I was working at the time in construction management for a local company that builds homes and commercial buildings, but I wanted more money than what I was making there. A friend of mine told me about this great opportunity where he had taught before: For $15 per hour (plus travel expenses), I would get paid to teach one class period, every other day (four days per week). That sounded too good to pass up!

Instructional Coach

As an instructional coach, you will work with teachers to improve their teaching skills. You will also help students become better learners. Instructional coaches are responsible for identifying and addressing instructional needs in the classroom.

You can become an instructional coach by earning a master’s degree in education or school counseling, or by earning a minimum of a bachelor’s degree in education and completing additional training provided through a program like Teach For America (TFA).

The salary range for this job is about $45,000-$65,000 per year. The pros of being an instructional coach include helping people learn new skills and knowledge; being able to work from home; and having flexible hours so you’re able to spend time with family members when needed or take time off during holidays if it works better with your schedule than your boss’ schedule does. The con is that you may have to deal with some difficult situations when working with children or adults who have behavioral problems at times because they might not always respond well to new ideas about how they can improve their learning process.”

Consultant or Program Developer for Education Non-Profits and Organizations (e.g., Teach for America)

Perhaps the most important thing to know about consulting is that it is far more than just a quick fix for cash-strapped teachers. Consultants can make positive changes in education through their work. They might provide advice to local school districts on how to improve teacher retention and student achievement, or help national organizations with setting up effective programs. These are the types of jobs that will take your skills as a teacher and use them in ways that can make an impact on the lives of students across the country—and sometimes even around the world!

Educational Consultant/Coach for Private Companies and Organizations (e.g., Kaplan)

If you’re looking to leave teaching but still have a passion for educating, an educational consultant/coach is a great alternative. You can work with private companies and organizations, non-profits, school districts, or even the government.

  • Private companies/organizations: These are often higher education institutions that offer educational opportunities to people who want to advance their careers in some way. For example, Kaplan has many programs aimed at helping students prepare for college admissions tests like the SAT and ACT. Other companies might help students focus on applying to specific colleges or grad schools by providing information on each institution’s application requirements (e.g., GPA requirements). In addition to these types of services—which they provide generally through tutoring sessions with one-on-one tutors or in group sessions—they also offer online courses where students learn about different subject areas that are relevant to their lives (e.g., how English majors can improve their writing skills). The training and assistance provided by these kinds of firms can help people succeed at whatever they need support with professionally while also making them more employable overall across various industries and sectors outside academia itself!
  • Non-profits: Nonprofit organizations may not be able to afford hiring whole staffs full time but could still benefit from having someone knowledgeable about certain subjects come work with them regularly as an independent contractor instead because this allows them access without sucking up resources needed elsewhere; if anything goes wrong then too bad so sad! This means there’s less risk involved than if someone were hired full time since there’s no guarantee either side would ever see eye-to-eye again after being together long enough (and remember: sometimes friends become enemies overnight…or vice versa).”

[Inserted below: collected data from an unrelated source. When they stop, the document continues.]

/*! # phrasetable

Builds a Moses phrase table out of a PPDB corpus sorted by target phrase.

For each target phrase, the scores of every source phrase are normalized into a conditional probability distribution.
The corpus is split into chunks that never split a target phrase group, aggregated concurrently,
merged and then normalized.

```no_run
use std::path::PathBuf;
use phrasetable::{config::Config, pipelines::{PhraseTable, Pipeline}};

let p = PhraseTable::new(
    PathBuf::from("ppdb-lexical.txt"),
    PathBuf::from("phrase-table.txt"),
    Config::default().with_workers(Some(4)),
);
let report = p.run().unwrap();
println!("{}", report);
```
!*/
pub mod config;
pub mod error;
pub mod io;
pub mod pipelines;
pub mod processing;
pub mod record;
//! Ratatui front end. The catalog core owns every rule; this layer turns key
//! presses into catalog calls and renders the result.

mod app;
mod forms;
mod helpers;
mod screens;
mod terminal;
mod theme;

#[cfg(test)]
mod tests;

pub use app::App;
pub use terminal::run_app;
pub use theme::Theme;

Editor of Educational Materials and Websites (e.g., Scholastic, Pearson)

When you think of an editor, what comes to mind? If you’re anything like me, you probably imagine a person working in a cubicle at the back of an office building with a stack of papers that needs editing. However, editorial work can take many forms—and keep in mind that this is not just limited to newspapers or other media outlets.

According to the U.S. Bureau of Labor Statistics (BLS), editors edit written documents such as books and reports on everything from business practices to science fiction novels (or maybe even textbooks). Editors also work for people who are trying to publish their own writing or photography; they act as an extra set of eyes on these works before they go live online or in print form so that any errors can be corrected before they’re published for everyone else’s enjoyment! This can help them feel happier about themselves since no one will know about these errors unless someone decides

If teaching is no longer right for you, consider one of these other careers that utilize your education degree in a variety of ways.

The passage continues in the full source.